The bad news, for the British taxpayer, is that another thing is going wrong at the NHS. The good news, for the British taxpayer, is that there’s a new thing to complain about at the NHS.

That would be it’s £4bn property arm, which was set up in 2013 and has lost money every year it’s been in operation. The UK’s National Audit Office today published a fairly detailed investigation into the company.

Judith Evans, the FT’s property correspondent, has the story here. In short, NHS Property Services is owed more than half a billion pounds of unpaid rent and bills, and doesn’t seem to have the powers to do anything about it.

In parts, the tone of the NAO report is almost sardonic:

The service has no effective way of getting tenants to sign formal rental agreements and 70% of them do not have an agreement in place. It is difficult to run a property management company without formal rental agreements in place.

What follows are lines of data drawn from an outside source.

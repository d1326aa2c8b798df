//! Mouse events reduced to the three gestures the board understands.
//!
//! Terminal mice report whole cells. Each report is turned into the centre of
//! that cell so that resolving it against a board region never lands exactly on
//! a cell boundary.

use crossterm::event::{MouseButton, MouseEvent, MouseEventKind};

#[derive(Debug, Clone, Copy, PartialEq)]
pub enum PointerEvent {
    Down { x: f64, y: f64 },
    Drag { x: f64, y: f64 },
    Up { x: f64, y: f64 },
}

impl PointerEvent {
    pub fn position(&self) -> (f64, f64) {
        match *self {
            PointerEvent::Down { x, y } | PointerEvent::Drag { x, y } | PointerEvent::Up { x, y } => {
                (x, y)
            }
        }
    }
}

/// Map a left-button mouse event; everything else (other buttons, plain
/// motion, scrolling) is `None`.
pub fn handle_mouse_event(mouse: MouseEvent) -> Option<PointerEvent> {
    let x = mouse.column as f64 + 0.5;
    let y = mouse.row as f64 + 0.5;
    match mouse.kind {
        MouseEventKind::Down(MouseButton::Left) => Some(PointerEvent::Down { x, y }),
        MouseEventKind::Drag(MouseButton::Left) => Some(PointerEvent::Drag { x, y }),
        MouseEventKind::Up(MouseButton::Left) => Some(PointerEvent::Up { x, y }),
        _ => None,
    }
}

The problem of unpaid bills is split across various kinds of tenants Almost a fifth of them are not connected to the NHS, but the bulk are made up of GPs surgeries and other buildings related to healthcare.

The company is also meant to dispose of properties that are underused. But that decision is not made by the company itself – instead, it is down to health commissioners and clinicians who use the property in question. So far, it has disposed of 410 properties, bringing in £347m, and released surplus land that “potentially enabled 5,931 houses to be built”.

There are some echoes of other areas of public policy here. The service is supposed to deliver “value for money” – a term that echoes across the rapidly commercialising arena of UK higher education (the term was also cited in the government’s recent sale of student loans).

Focus on the commercialisation of the NHS — an explosive issue — has tended to focus on the medical industry itself, especially via the US influence. Those exploring that issue might be looking in the wrong place.

After all, the Department of Health & Social Care wanted its property business to be “financially independent from departmental allocations and able to sell the company on the open market if desired”. A huge lossmaking corporation subject to unknowable internal politics? Should be plenty of buyers around then.